Ballet Black review – powerful pairing from the trailblazing troupe

L to r … Rosanna Lindsey, Isabela Coracy, Sayaka Ichikawa, Mthuthuzeli November, José Alves, Cira Robinson and Ebony Thomas in Black Sun.
L to r … Rosanna Lindsey, Isabela Coracy, Sayaka Ichikawa, Mthuthuzeli November, José Alves, Cira Robinson and Ebony Thomas in Black Sun. Photograph: Bill Cooper

Over the past 21 years, Ballet Black have blazed many trails. The troupe of black and Asian dancers have proved an indie ballet company can thrive, attracting an impressive calibre of choreographers despite precarious funding. Their dancers have different body shapes; they have created bronze and brown pointe shoes, and chucked out their ballet tights. There’s even the fact that one of them is wearing glasses in tonight’s performance – a minor detail but something I’ve never seen before on a ballet stage.
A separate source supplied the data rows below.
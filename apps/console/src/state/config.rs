//! # Configuration State
//!
//! Stores application configuration loaded at startup.
//!
//! ## Configuration Sources (Priority Order)
//! 1. Environment variables (`INVENTORY_*`)
//! 2. Defaults (this file)
//!
//! ## Thread Safety
//! Configuration is read-only after initialization, so no mutex needed.

use serde::{Deserialize, Serialize};
use std::path::{Component, Path, PathBuf};

/// Database file used when `INVENTORY_DB_PATH` is not set.
pub const DEFAULT_DB_PATH: &str = "inventory.db";

/// Image directory used when `INVENTORY_IMAGE_DIR` is not set.
pub const DEFAULT_IMAGE_DIR: &str = "product_images";

/// Application configuration.
#[derive(Debug, Clone, PartialEq, Eq, Serialize, Deserialize)]
#[serde(rename_all = "camelCase")]
pub struct AppConfig {
    /// SQLite database file, relative to the working directory unless
    /// absolute.
    pub database_path: PathBuf,

    /// Directory that bare product image file names are resolved against.
    pub image_dir: PathBuf,
}

impl Default for AppConfig {
    /// ## Default Values
    /// - Database: `inventory.db`
    /// - Images: `product_images/`
    fn default() -> Self {
        AppConfig {
            database_path: PathBuf::from(DEFAULT_DB_PATH),
            image_dir: PathBuf::from(DEFAULT_IMAGE_DIR),
        }
    }
}

impl AppConfig {
    /// Creates a new AppConfig from environment variables and defaults.
    ///
    /// ## Environment Variables
    /// - `INVENTORY_DB_PATH`: Override the database file
    /// - `INVENTORY_IMAGE_DIR`: Override the product image directory
    pub fn from_env() -> Self {
        Self::from_vars(|key| std::env::var(key).ok())
    }

    /// Builds a config from any variable lookup. Blank values are ignored.
    pub fn from_vars(lookup: impl Fn(&str) -> Option<String>) -> Self {
        let mut config = AppConfig::default();
        let non_blank = |key: &str| lookup(key).filter(|value| !value.trim().is_empty());

        if let Some(path) = non_blank("INVENTORY_DB_PATH") {
            config.database_path = PathBuf::from(path);
        }

        if let Some(dir) = non_blank("INVENTORY_IMAGE_DIR") {
            config.image_dir = PathBuf::from(dir);
        }

        config
    }

    /// Resolves the image path typed on the product form.
    ///
    /// A bare file name ("widget.png") is placed under `image_dir`; any
    /// other path is kept as typed. Blank input stays blank.
    ///
    /// ## Example
    /// ```rust,ignore
    /// let config = AppConfig::default();
    /// assert_eq!(config.resolve_image_path("widget.png"), "product_images/widget.png");
    /// assert_eq!(config.resolve_image_path("/srv/img/a.png"), "/srv/img/a.png");
    /// ```
    pub fn resolve_image_path(&self, input: &str) -> String {
        let trimmed = input.trim();
        let path = Path::new(trimmed);
        let mut components = path.components();

        match (components.next(), components.next()) {
            (Some(Component::Normal(name)), None) => {
                self.image_dir.join(name).to_string_lossy().into_owned()
            }
            _ => trimmed.to_string(),
        }
    }
}

#[cfg(test)]
mod tests {
    use super::*;
    use std::collections::HashMap;

    fn vars(pairs: &[(&str, &str)]) -> impl Fn(&str) -> Option<String> {
        let map: HashMap<String, String> = pairs
            .iter()
            .map(|(k, v)| (k.to_string(), v.to_string()))
            .collect();
        move |key| map.get(key).cloned()
    }

    #[test]
    fn test_defaults() {
        let config = AppConfig::from_vars(vars(&[]));
        assert_eq!(config, AppConfig::default());
        assert_eq!(config.database_path, PathBuf::from("inventory.db"));
        assert_eq!(config.image_dir, PathBuf::from("product_images"));
    }

    #[test]
    fn test_env_overrides() {
        let config = AppConfig::from_vars(vars(&[
            ("INVENTORY_DB_PATH", "/var/lib/shop/stock.db"),
            ("INVENTORY_IMAGE_DIR", "/var/lib/shop/images"),
        ]));

        assert_eq!(config.database_path, PathBuf::from("/var/lib/shop/stock.db"));
        assert_eq!(config.image_dir, PathBuf::from("/var/lib/shop/images"));
    }

    #[test]
    fn test_blank_override_ignored() {
        let config = AppConfig::from_vars(vars(&[("INVENTORY_DB_PATH", "  ")]));
        assert_eq!(config.database_path, PathBuf::from(DEFAULT_DB_PATH));
    }

    #[test]
    fn test_bare_image_name_goes_under_image_dir() {
        let config = AppConfig::default();

        let resolved = config.resolve_image_path(" widget.png ");
        assert_eq!(
            PathBuf::from(resolved),
            Path::new("product_images").join("widget.png")
        );
    }

    #[test]
    fn test_image_paths_with_directories_kept() {
        let config = AppConfig::default();

        assert_eq!(config.resolve_image_path("/srv/img/a.png"), "/srv/img/a.png");
        assert_eq!(config.resolve_image_path("img/a.png"), "img/a.png");
        assert_eq!(config.resolve_image_path(""), "");
    }
}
This double bill is a well-deserved celebration of two decades in the business, doing things their way. The autobiographical Say It Loud doesn’t shy away from challenges the company has faced: the voiceover tells us of social media trolls, the constant questioning of their purpose, the demand for them to be spokespeople rather than just dancers. But artistic director Cassa Pancho, who created this piece with the performers, effects a graceful light touch. It’s wry, hopeful, determined, proud, indignant and – more than anything – joyful, dancing through a soundtrack from grime artist Flowdan to calypsonian Lord Kitchener to Etta James.

The second half of the bill, Black Sun from South African choreographer Gregory Maqoma, is a less straightforward piece, but better shows the rich abilities of the dancers, from the women’s opening bourrées on pointe, quivering with static electricity, to the stamp and swoop of the men, energy creeping through their bodies. Fiery Isabela Coracy especially comes into her own, and the expansive flow of Mthuthuzeli November’s movement is a pleasure to watch.

With some seat-vibrating bass courtesy of composer Michael “Mikey J” Asante, Black Sun opens in the grip of uncertainty and anxiety. What follows feels like a dance of journey and discovery, supposedly to face our protagonists’ ancestral roots, with November ultimately drumming and singing, harnessing the great power of the group. It takes the dancers far beyond the polite constraints of ballet and into more full-bodied, fully felt territory, showing Ballet Black pressing forward, still with the capacity to surprise.